The lime is the sole deviation, where the street tacos veer from their authenticity and use local Filipino key limes (calamansi) vs. their more tart green lime cousins.

Mexican food with Filipino limes of El Chupacabra in Metro Manila

The meats are charcoal grilled to order and formidably spiced; the cilantro is fresh and abundant, so each bite has a burst of flavor. Different homemade flavored and spiced salsas are available to add even more oomph to each bite.

Each mouth-watering-grease-dripping-on-my-hands-making-me-lick-my-fingers-its-sooooo-good taco is a wallet happy ~$2, with more promotions and happy hours available daily.

Mid-Level Casual– This is where the Manila dining scene shines.

Our cheap street foods don’t compare to Thailand, Penang, or Vietnam. Our high-end dining costs as much as fine dining options in the US or Western Europe. However, our mid-tier restaurants have affordable value and surprisingly tasty selections. It is the intersection where price and quality meet to eat in Manila.

Ziggurats- Where to go for international cuisine?

One of the OG restaurants in Makati. Even before Poblacion became a hipster haven, Ziggurats was dishing out exotic fare from their corner spot- by exotic, I mean they serve a selection of delicious eats ranging from India, Africa, the Middle East, and the Mediterranean.

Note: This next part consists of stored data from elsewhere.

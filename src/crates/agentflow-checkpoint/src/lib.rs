//! # agentflow-checkpoint - Run snapshot persistence for agentflow
//!
//! Checkpoint abstractions for the agentflow workflow engine:
//!
//! - [`RunCheckpoint`] - complete run snapshot taken at a super-step
//!   boundary (scopes, executor states, inboxes, fan-in buffers, pending
//!   external-input requests)
//! - [`CheckpointStore`] - pluggable storage capability consumed by the
//!   scheduler
//! - [`WireMarshaller`] - `$type`-tagged JSON wire format with converter
//!   plugins and schema versioning
//! - [`InMemoryCheckpointStore`] - reference backend for development and
//!   tests
//!
//! The engine crate (`agentflow-core`) writes checkpoints at super-step
//! boundaries and restores from them to resume suspended or abandoned
//! runs. Backends only move opaque marshalled documents; the engine owns
//! every payload shape.
//!
//! ## Quick start
//!
//! ```rust
//! use agentflow_checkpoint::{CheckpointStore, InMemoryCheckpointStore, RunCheckpoint};
//!
//! # #[tokio::main(flavor = "current_thread")]
//! # async fn main() -> agentflow_checkpoint::Result<()> {
//! let store = InMemoryCheckpointStore::new();
//!
//! let checkpoint = RunCheckpoint::new("run-1").with_step(4);
//! let id = store.create_checkpoint(&checkpoint).await?;
//!
//! let restored = store.retrieve("run-1", &id).await?;
//! assert_eq!(restored.step, 4);
//! # Ok(())
//! # }
//! ```

pub mod checkpoint;
pub mod error;
pub mod memory;
pub mod traits;
pub mod wire;

pub use checkpoint::{CheckpointId, CheckpointIndexEntry, RunCheckpoint, RunId};
pub use error::{CheckpointError, Result};
pub use memory::InMemoryCheckpointStore;
pub use traits::CheckpointStore;
pub use wire::{ValueConverter, WireEncoding, WireMarshaller, TYPE_KEY};
//! In-memory checkpoint store for development and testing
//!
//! [`InMemoryCheckpointStore`] keeps marshalled checkpoint documents in a
//! per-run `Vec` behind a tokio `RwLock`. Checkpoints pass through the
//! [`WireMarshaller`](crate::wire::WireMarshaller) on both write and read,
//! so tests exercise the same wire format a database-backed store would.
//!
//! Not suitable for production: nothing survives a restart, and memory
//! grows with every checkpoint unless a retention bound is set with
//! [`with_retention`](InMemoryCheckpointStore::with_retention).

use crate::checkpoint::{CheckpointId, CheckpointIndexEntry, RunCheckpoint};
use crate::error::{CheckpointError, Result};
use crate::traits::CheckpointStore;
use crate::wire::WireMarshaller;
use async_trait::async_trait;
use serde_json::Value;
use std::collections::HashMap;
use std::sync::Arc;
use tokio::sync::RwLock;

#[derive(Debug, Clone)]
struct StoredCheckpoint {
    entry: CheckpointIndexEntry,
    payload: Value,
}

/// Reference [`CheckpointStore`] backed by process memory
#[derive(Clone)]
pub struct InMemoryCheckpointStore {
    runs: Arc<RwLock<HashMap<String, Vec<StoredCheckpoint>>>>,
    marshaller: WireMarshaller,
    retention: Option<usize>,
}

impl InMemoryCheckpointStore {
    /// Create an empty store with the default marshaller
    pub fn new() -> Self {
        Self {
            runs: Arc::new(RwLock::new(HashMap::new())),
            marshaller: WireMarshaller::new(),
            retention: None,
        }
    }

    /// Use a custom marshaller (e.g. with extra converters registered)
    pub fn with_marshaller(mut self, marshaller: WireMarshaller) -> Self {
        self.marshaller = marshaller;
        self
    }

    /// Keep at most `max_per_run` checkpoints per run, evicting oldest
    pub fn with_retention(mut self, max_per_run: usize) -> Self {
        self.retention = Some(max_per_run);
        self
    }

    /// Total number of checkpoints across all runs
    pub async fn checkpoint_count(&self) -> usize {
        self.runs.read().await.values().map(Vec::len).sum()
    }

    /// Number of runs with at least one checkpoint
    pub async fn run_count(&self) -> usize {
        self.runs.read().await.len()
    }

    /// Drop every stored checkpoint
    pub async fn clear(&self) {
        self.runs.write().await.clear();
    }
}

impl Default for InMemoryCheckpointStore {
    fn default() -> Self {
        Self::new()
    }
}

#[async_trait]
impl CheckpointStore for InMemoryCheckpointStore {
    async fn create_checkpoint(&self, checkpoint: &RunCheckpoint) -> Result<CheckpointId> {
        let payload = self.marshaller.marshal(checkpoint)?;
        let stored = StoredCheckpoint {
            entry: CheckpointIndexEntry::from_checkpoint(checkpoint),
            payload,
        };

        let mut runs = self.runs.write().await;
        let entries = runs.entry(checkpoint.run_id.clone()).or_default();
        entries.retain(|existing| existing.entry.id != checkpoint.id);
        entries.push(stored);
        if let Some(max) = self.retention {
            while entries.len() > max {
                entries.remove(0);
            }
        }
        Ok(checkpoint.id.clone())
    }

    async fn retrieve(&self, run_id: &str, checkpoint_id: &str) -> Result<RunCheckpoint> {
        let runs = self.runs.read().await;
        let stored = runs
            .get(run_id)
            .and_then(|entries| entries.iter().find(|c| c.entry.id == checkpoint_id))
            .ok_or_else(|| CheckpointError::NotFound {
                run_id: run_id.to_string(),
                checkpoint_id: checkpoint_id.to_string(),
            })?;
        self.marshaller.unmarshal(stored.payload.clone())
    }

    async fn retrieve_index(
        &self,
        run_id: &str,
        parent: Option<&str>,
    ) -> Result<Vec<CheckpointIndexEntry>> {
        let runs = self.runs.read().await;
        let entries = runs.get(run_id).map(Vec::as_slice).unwrap_or(&[]);
        Ok(entries
            .iter()
            .map(|stored| stored.entry.clone())
            .filter(|entry| match parent {
                Some(parent_id) => entry.parent_id.as_deref() == Some(parent_id),
                None => true,
            })
            .collect())
    }
}

#[cfg(test)]
mod tests {
    use super::*;
    use serde_json::json;

    #[tokio::test]
    async fn test_create_and_retrieve() {
        let store = InMemoryCheckpointStore::new();
        let mut checkpoint = RunCheckpoint::new("run-1").with_step(1);
        checkpoint.scopes.insert("topic/x".to_string(), json!(5));

        let id = store.create_checkpoint(&checkpoint).await.unwrap();
        let restored = store.retrieve("run-1", &id).await.unwrap();
        assert_eq!(checkpoint, restored);
    }

    #[tokio::test]
    async fn test_missing_checkpoint_is_not_found() {
        let store = InMemoryCheckpointStore::new();
        let err = store.retrieve("run-1", "nope").await.unwrap_err();
        assert!(matches!(err, CheckpointError::NotFound { .. }));
    }

    #[tokio::test]
    async fn test_index_filters_by_parent() {
        let store = InMemoryCheckpointStore::new();
        let root = RunCheckpoint::new("run-1");
        let child = RunCheckpoint::new("run-1").with_parent(root.id.clone());
        let other = RunCheckpoint::new("run-1");

        store.create_checkpoint(&root).await.unwrap();
        store.create_checkpoint(&child).await.unwrap();
        store.create_checkpoint(&other).await.unwrap();

        let all = store.retrieve_index("run-1", None).await.unwrap();
        assert_eq!(all.len(), 3);

        let children = store.retrieve_index("run-1", Some(&root.id)).await.unwrap();
        assert_eq!(children.len(), 1);
        assert_eq!(children[0].id, child.id);
    }

    #[tokio::test]
    async fn test_retention_evicts_oldest() {
        let store = InMemoryCheckpointStore::new().with_retention(2);
        let first = RunCheckpoint::new("run-1").with_step(1);
        let second = RunCheckpoint::new("run-1").with_step(2);
        let third = RunCheckpoint::new("run-1").with_step(3);

        for checkpoint in [&first, &second, &third] {
            store.create_checkpoint(checkpoint).await.unwrap();
        }

        assert_eq!(store.checkpoint_count().await, 2);
        assert!(store.retrieve("run-1", &first.id).await.is_err());
        assert!(store.retrieve("run-1", &third.id).await.is_ok());
    }

    #[tokio::test]
    async fn test_runs_are_isolated() {
        let store = InMemoryCheckpointStore::new();
        let a = RunCheckpoint::new("run-a");
        let b = RunCheckpoint::new("run-b");
        store.create_checkpoint(&a).await.unwrap();
        store.create_checkpoint(&b).await.unwrap();

        assert_eq!(store.run_count().await, 2);
        assert!(store.retrieve("run-a", &b.id).await.is_err());
    }
}
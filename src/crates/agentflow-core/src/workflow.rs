//! Immutable workflow graph: executor bindings and edge groups
//!
//! A [`Workflow`] is built once by the
//! [`WorkflowBuilder`](crate::builder::WorkflowBuilder) and never mutated
//! afterwards; it lives for the process lifetime and is shared by every run
//! over it. Executors are held by id, never by pointer: a binding pairs the
//! id with a factory that yields fresh instances, plus the input/output
//! type tags that drive handler dispatch and build-time validation.
//!
//! Edges come in four groups, each executed by a dedicated runner at
//! commit time: direct (with an optional predicate), fan-out, fan-in and
//! switch. Declaration order is preserved - it is the deterministic
//! tie-break for routing and for fan-in aggregate ordering.

use crate::envelope::{tags, EdgeId, ExecutorId, TypeTag, TypedPayload};
use crate::executor::Executor;
use crate::scopes::{ScopeKind, ValueKind};
use std::collections::HashMap;
use std::sync::Arc;

/// Pure predicate over a message payload
pub type Predicate = Arc<dyn Fn(&TypedPayload) -> bool + Send + Sync>;

/// Factory yielding a fresh executor instance
pub type ExecutorFactory = Arc<dyn Fn() -> Box<dyn Executor> + Send + Sync>;

/// Registration of one executor: identity, factory and declared types
#[derive(Clone)]
pub struct ExecutorBinding {
    /// Unique executor id within the workflow
    pub id: ExecutorId,

    /// Executor type tag; identity is `(kind, id)` and two executors with
    /// the same pair are interchangeable across checkpoint/restore
    pub kind: String,

    /// Factory producing fresh instances
    pub factory: ExecutorFactory,

    /// Accepted input type tags, most specific first; this order is the
    /// total order the router resolves dispatch with
    pub inputs: Vec<TypeTag>,

    /// Output type tags the executor may emit
    pub outputs: Vec<TypeTag>,
}

impl ExecutorBinding {
    /// Create a binding with no declared types
    pub fn new(
        id: impl Into<ExecutorId>,
        kind: impl Into<String>,
        factory: ExecutorFactory,
    ) -> Self {
        Self {
            id: id.into(),
            kind: kind.into(),
            factory,
            inputs: Vec::new(),
            outputs: Vec::new(),
        }
    }

    /// Declare an accepted input type (appended, so call order is the
    /// specificity order)
    pub fn with_input(mut self, type_tag: impl Into<TypeTag>) -> Self {
        self.inputs.push(type_tag.into());
        self
    }

    /// Declare an emitted output type
    pub fn with_output(mut self, type_tag: impl Into<TypeTag>) -> Self {
        self.outputs.push(type_tag.into());
        self
    }

    /// Resolve the handler tag for an incoming payload type, if any
    ///
    /// The most specific match wins: the first declared input equal to the
    /// payload tag, falling back to a declared `*` catch-all.
    pub fn resolve_input(&self, type_tag: &str) -> Option<&str> {
        self.inputs
            .iter()
            .find(|t| t.as_str() == type_tag)
            .or_else(|| self.inputs.iter().find(|t| t.as_str() == tags::ANY))
            .map(String::as_str)
    }

    /// Whether this executor accepts a payload type
    pub fn accepts(&self, type_tag: &str) -> bool {
        self.resolve_input(type_tag).is_some()
    }
}

impl std::fmt::Debug for ExecutorBinding {
    fn fmt(&self, f: &mut std::fmt::Formatter<'_>) -> std::fmt::Result {
        f.debug_struct("ExecutorBinding")
            .field("id", &self.id)
            .field("kind", &self.kind)
            .field("factory", &"<function>")
            .field("inputs", &self.inputs)
            .field("outputs", &self.outputs)
            .finish()
    }
}

/// One branch of a switch edge group
#[derive(Clone)]
pub struct SwitchCase {
    /// Predicate evaluated against the payload
    pub predicate: Predicate,
    /// Target when the predicate matches
    pub target: ExecutorId,
}

impl std::fmt::Debug for SwitchCase {
    fn fmt(&self, f: &mut std::fmt::Formatter<'_>) -> std::fmt::Result {
        f.debug_struct("SwitchCase")
            .field("predicate", &"<function>")
            .field("target", &self.target)
            .finish()
    }
}

/// Edge group variants, each with its own delivery discipline
#[derive(Clone)]
pub enum EdgeKind {
    /// Forward one payload to one target, with an optional predicate
    Direct {
        from: ExecutorId,
        to: ExecutorId,
        condition: Option<Predicate>,
    },

    /// Clone every emitted message to all targets, in declaration order
    FanOut {
        from: ExecutorId,
        targets: Vec<ExecutorId>,
    },

    /// Buffer one message per source per delivery cohort; invoke the target
    /// once with the ordered aggregate when the cohort completes
    FanIn {
        sources: Vec<ExecutorId>,
        to: ExecutorId,
    },

    /// Evaluate predicates in declaration order; first match wins
    Switch {
        from: ExecutorId,
        cases: Vec<SwitchCase>,
        default: Option<ExecutorId>,
    },
}

impl std::fmt::Debug for EdgeKind {
    fn fmt(&self, f: &mut std::fmt::Formatter<'_>) -> std::fmt::Result {
        match self {
            EdgeKind::Direct { from, to, condition } => f
                .debug_struct("Direct")
                .field("from", from)
                .field("to", to)
                .field("condition", &condition.as_ref().map(|_| "<function>"))
                .finish(),
            EdgeKind::FanOut { from, targets } => f
                .debug_struct("FanOut")
                .field("from", from)
                .field("targets", targets)
                .finish(),
            EdgeKind::FanIn { sources, to } => f
                .debug_struct("FanIn")
                .field("sources", sources)
                .field("to", to)
                .finish(),
            EdgeKind::Switch { from, cases, default } => f
                .debug_struct("Switch")
                .field("from", from)
                .field("cases", cases)
                .field("default", default)
                .finish(),
        }
    }
}

/// An edge group with its stable id
#[derive(Debug, Clone)]
pub struct EdgeGroup {
    /// Stable id used in traces, diagnostics and checkpointed buffers
    pub id: EdgeId,
    /// The routing discipline
    pub kind: EdgeKind,
}

impl EdgeGroup {
    /// Sources this group routes messages from
    pub fn sources(&self) -> Vec<&ExecutorId> {
        match &self.kind {
            EdgeKind::Direct { from, .. }
            | EdgeKind::FanOut { from, .. }
            | EdgeKind::Switch { from, .. } => vec![from],
            EdgeKind::FanIn { sources, .. } => sources.iter().collect(),
        }
    }

    /// Targets this group can deliver to
    pub fn targets(&self) -> Vec<&ExecutorId> {
        match &self.kind {
            EdgeKind::Direct { to, .. } | EdgeKind::FanIn { to, .. } => vec![to],
            EdgeKind::FanOut { targets, .. } => targets.iter().collect(),
            EdgeKind::Switch { cases, default, .. } => {
                let mut out: Vec<&ExecutorId> = cases.iter().map(|c| &c.target).collect();
                if let Some(d) = default {
                    out.push(d);
                }
                out
            }
        }
    }

    /// Whether messages emitted by `executor` route through this group
    pub fn routes_from(&self, executor: &str) -> bool {
        self.sources().iter().any(|s| s.as_str() == executor)
    }
}

/// Immutable workflow: executors by id plus ordered edge groups
#[derive(Debug, Clone)]
pub struct Workflow {
    /// Workflow id
    pub id: String,

    /// Human-readable name
    pub name: String,

    /// Entry point; external input enters here
    pub start_executor_id: ExecutorId,

    pub(crate) executors: HashMap<ExecutorId, ExecutorBinding>,
    pub(crate) order: Vec<ExecutorId>,
    pub(crate) edges: Vec<EdgeGroup>,
    pub(crate) scope_declarations: Vec<(ScopeKind, String, ValueKind)>,
    pub(crate) scope_defaults: Vec<(ScopeKind, String, serde_json::Value)>,
    pub(crate) seed_topic_from_input: bool,
}

impl Workflow {
    /// Binding for an executor id
    pub fn binding(&self, id: &str) -> Option<&ExecutorBinding> {
        self.executors.get(id)
    }

    /// Executor ids in registration order
    pub fn executor_order(&self) -> &[ExecutorId] {
        &self.order
    }

    /// Registration index of an executor (deterministic commit order key)
    pub fn registration_index(&self, id: &str) -> usize {
        self.order
            .iter()
            .position(|e| e == id)
            .unwrap_or(usize::MAX)
    }

    /// All edge groups, in declaration order
    pub fn edges(&self) -> &[EdgeGroup] {
        &self.edges
    }

    /// Edge groups routing messages emitted by `executor`
    pub fn edges_from<'a>(&'a self, executor: &'a str) -> impl Iterator<Item = &'a EdgeGroup> + 'a {
        self.edges.iter().filter(move |g| g.routes_from(executor))
    }

    /// Whether an executor has any outgoing edge group
    ///
    /// Untargeted messages from an executor without outgoing edges are the
    /// run's output surface.
    pub fn has_outgoing(&self, executor: &str) -> bool {
        self.edges_from(executor).next().is_some()
    }

    /// Declared scope keys to apply when a run starts
    pub fn scope_declarations(&self) -> &[(ScopeKind, String, ValueKind)] {
        &self.scope_declarations
    }

    /// Default scope values applied before the initial input is seeded
    pub fn scope_defaults(&self) -> &[(ScopeKind, String, serde_json::Value)] {
        &self.scope_defaults
    }

    /// Whether an object-shaped initial payload seeds the topic scope
    pub fn seeds_topic_from_input(&self) -> bool {
        self.seed_topic_from_input
    }
}

#[cfg(test)]
mod tests {
    use super::*;

    fn binding(id: &str) -> ExecutorBinding {
        ExecutorBinding::new(id, "test", Arc::new(|| unreachable!("not instantiated")))
    }

    #[test]
    fn test_resolve_input_prefers_exact_match() {
        let b = binding("a").with_input("chat.message").with_input(tags::ANY);
        assert_eq!(b.resolve_input("chat.message"), Some("chat.message"));
        assert_eq!(b.resolve_input("flow.token"), Some(tags::ANY));
    }

    #[test]
    fn test_resolve_input_without_catch_all() {
        let b = binding("a").with_input("chat.message");
        assert!(b.resolve_input("flow.token").is_none());
        assert!(!b.accepts("flow.token"));
    }

    #[test]
    fn test_edge_group_endpoints() {
        let group = EdgeGroup {
            id: "fan_in-0".to_string(),
            kind: EdgeKind::FanIn {
                sources: vec!["x".to_string(), "y".to_string()],
                to: "j".to_string(),
            },
        };
        assert!(group.routes_from("x"));
        assert!(group.routes_from("y"));
        assert!(!group.routes_from("j"));
        assert_eq!(group.targets(), vec!["j"]);
    }
}
/// Optional per-executor inbox bound
#[derive(Debug, Clone, Copy)]
pub struct InboxBound {
    pub capacity: usize,
    pub policy: OverflowPolicy,
}

/// When the scheduler writes checkpoints
#[derive(Debug, Clone, Copy, PartialEq, Eq)]
pub enum CheckpointPolicy {
    /// Only on explicit `checkpoint_now`
    Manual,
    /// After every super-step
    EveryStep,
    /// After every N super-steps
    EveryN(u64),
    /// Only when the run suspends for external input
    OnSuspend,
}

/// Options controlling one run
#[derive(Clone)]
pub struct RunOptions {
    /// Invoke handlers concurrently across executors within a super-step
    pub parallel: bool,
    /// Bound on super-steps before the run fails
    pub max_supersteps: u64,
    /// Checkpoint cadence
    pub checkpoint_policy: CheckpointPolicy,
    /// Error policy applied when no per-executor override exists
    pub default_error_policy: ErrorPolicy,
    /// Per-executor error policy overrides
    pub error_policies: HashMap<ExecutorId, ErrorPolicy>,
    /// Fan-in cohort timeout in super-steps
    pub fan_in_timeout_steps: Option<u64>,
    /// Optional inbox bound applied to every executor
    pub inbox_bound: Option<InboxBound>,
    /// Store checkpoints are written through
    pub checkpoint_store: Option<Arc<dyn CheckpointStore>>,
}

impl Default for RunOptions {
    fn default() -> Self {
        Self {
            parallel: true,
            max_supersteps: 256,
            checkpoint_policy: CheckpointPolicy::OnSuspend,
            default_error_policy: ErrorPolicy::FailRun,
            error_policies: HashMap::new(),
            fan_in_timeout_steps: None,
            inbox_bound: None,
            checkpoint_store: None,
        }
    }
}

impl std::fmt::Debug for RunOptions {
    fn fmt(&self, f: &mut std::fmt::Formatter<'_>) -> std::fmt::Result {
        f.debug_struct("RunOptions")
            .field("parallel", &self.parallel)
            .field("max_supersteps", &self.max_supersteps)
            .field("checkpoint_policy", &self.checkpoint_policy)
            .field("default_error_policy", &self.default_error_policy)
            .field("fan_in_timeout_steps", &self.fan_in_timeout_steps)
            .field(
                "checkpoint_store",
                &self.checkpoint_store.as_ref().map(|_| "<store>"),
            )
            .finish()
    }
}

impl RunOptions {
    /// Run handlers one executor at a time, in registration order
    pub fn sequential(mut self) -> Self {
        self.parallel = false;
        self
    }

    /// Set the super-step bound
    pub fn with_max_supersteps(mut self, max: u64) -> Self {
        self.max_supersteps = max;
        self
    }

    /// Set the checkpoint cadence
    pub fn with_checkpoint_policy(mut self, policy: CheckpointPolicy) -> Self {
        self.checkpoint_policy = policy;
        self
    }

    /// Set the default error policy
    pub fn with_default_error_policy(mut self, policy: ErrorPolicy) -> Self {
        self.default_error_policy = policy;
        self
    }

    /// Override the error policy for one executor
    pub fn with_error_policy(mut self, executor: impl Into<ExecutorId>, policy: ErrorPolicy) -> Self {
        self.error_policies.insert(executor.into(), policy);
        self
    }

    /// Set the fan-in cohort timeout, in super-steps
    pub fn with_fan_in_timeout(mut self, steps: u64) -> Self {
        self.fan_in_timeout_steps = Some(steps);
        self
    }

    /// Bound every inbox
    pub fn with_inbox_bound(mut self, bound: InboxBound) -> Self {
        self.inbox_bound = Some(bound);
        self
    }

    /// Attach the checkpoint store
    pub fn with_checkpoint_store(mut self, store: Arc<dyn CheckpointStore>) -> Self {
        self.checkpoint_store = Some(store);
        self
    }
}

Admittedly, the menu is a bit overwhelming, and when I see a restaurant with a novel for a menu, it means they don’t do anything particularly well: the whole “Jack of All Trades, but a Master of None.” Ziggurats bucks that mantra and does several different cuisines equally well. With rice dishes starting at $2, curries at $5, and most entrees less than $7, you can experiment and grab a selection of savory Indian curries, robustly spiced African stews, or taste the cumin and cilantro grilled Middle Eastern kebabs.

Kebab, souvlaki, and lamb- I can smell the cumin and grilled flavor from here.

Mendokoro Ramenba Can’t-Miss Food Destination

Regulars have normalized the 1-hour wait to get into this 21-seat ramen bar, so you know the taste must be worth the wait. If the Ziggurats review above overwhelms you with choices, Mendokoro will help steady your spinning head. Mendokoro has a super simple, some would say minimalist, menu of 12 items, 10 of which are ramen.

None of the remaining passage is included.